There has been a rise in Oropouche virus infections globally since 2024, especially in multiple countries in South America, Central America and the Caribbean, with Brazil reporting the largest outbreaks. Due to the increase in cases, and some recent concerns regarding Oropouche virus infection during pregnancy, pregnant travellers should take particular care.

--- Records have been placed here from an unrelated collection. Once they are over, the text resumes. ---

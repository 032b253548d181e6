//! Validated configuration primitives

/// Read chunk size used when streaming a file through a hash function
#[derive(Debug, Clone, Copy, PartialEq, Eq)]
#[cfg_attr(
    feature = "serde",
    derive(serde::Serialize, serde::Deserialize),
    serde(try_from = "usize", into = "usize")
)]
pub struct ChunkSize(usize);

impl ChunkSize {
    /// Minimum chunk size (4KB)
    pub const MIN: usize = 4 * 1024;
    /// Maximum chunk size (16MB)
    pub const MAX: usize = 16 * 1024 * 1024;
    /// Default chunk size (64KB)
    pub const DEFAULT: usize = 64 * 1024;

    /// Create a new chunk size with validation
    pub fn new(size: usize) -> Result<Self, String> {
        if size < Self::MIN {
            Err(format!("Chunk size {} is below minimum {}", size, Self::MIN))
        } else if size > Self::MAX {
            Err(format!("Chunk size {} exceeds maximum {}", size, Self::MAX))
        } else if !size.is_power_of_two() {
            Err(format!("Chunk size {} must be a power of two", size))
        } else {
            Ok(Self(size))
        }
    }

    /// Get the chunk size value
    pub fn get(self) -> usize {
        self.0
    }
}

impl Default for ChunkSize {
    fn default() -> Self {
        Self(Self::DEFAULT)
    }
}

impl TryFrom<usize> for ChunkSize {
    type Error = String;

    fn try_from(value: usize) -> Result<Self, Self::Error> {
        Self::new(value)
    }
}

impl From<ChunkSize> for usize {
    fn from(value: ChunkSize) -> Self {
        value.0
    }
}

Today’s UKHSA’s Travel-associated Infections Report for the first 6 months of this year also shows
- a significant increase in travel-associated cholera cases in the UK, with 8 cases (compared to just 1 case in 2024) – most cases reported travel history to India and Ethiopia – with all Ethiopia-linked cases associated with an outbreak there
- 161 dengue cases reported in England, Wales and Northern Ireland, a 67% decrease compared to the same period in 2024, which saw 490 cases
- Zika virus disease cases also decreased to 4 cases in the first half of 2025, down from 9 cases in 2024
There has also been cases of meningococcal serogroup W (MenW) disease this year, associated with travel to Saudi Arabia for Umrah and Hajj and their household contacts. Meningococcal disease can leave survivors with serious lifelong conditions including hearing loss, brain damage and limb amputations, and can also be fatal. Anyone travelling to Saudi Arabia for pilgrimage at any time of the year should ensure they are vaccinated with the MenACWY vaccine before travel.
For more information, travellers are strongly advised to visit the Travel Health Pro website, supported by UKHSA, at least 4 to 6 weeks before travel. This provides comprehensive information on health risks in countries across the world. It is a one-stop shop for information to help people plan their trip abroad safely.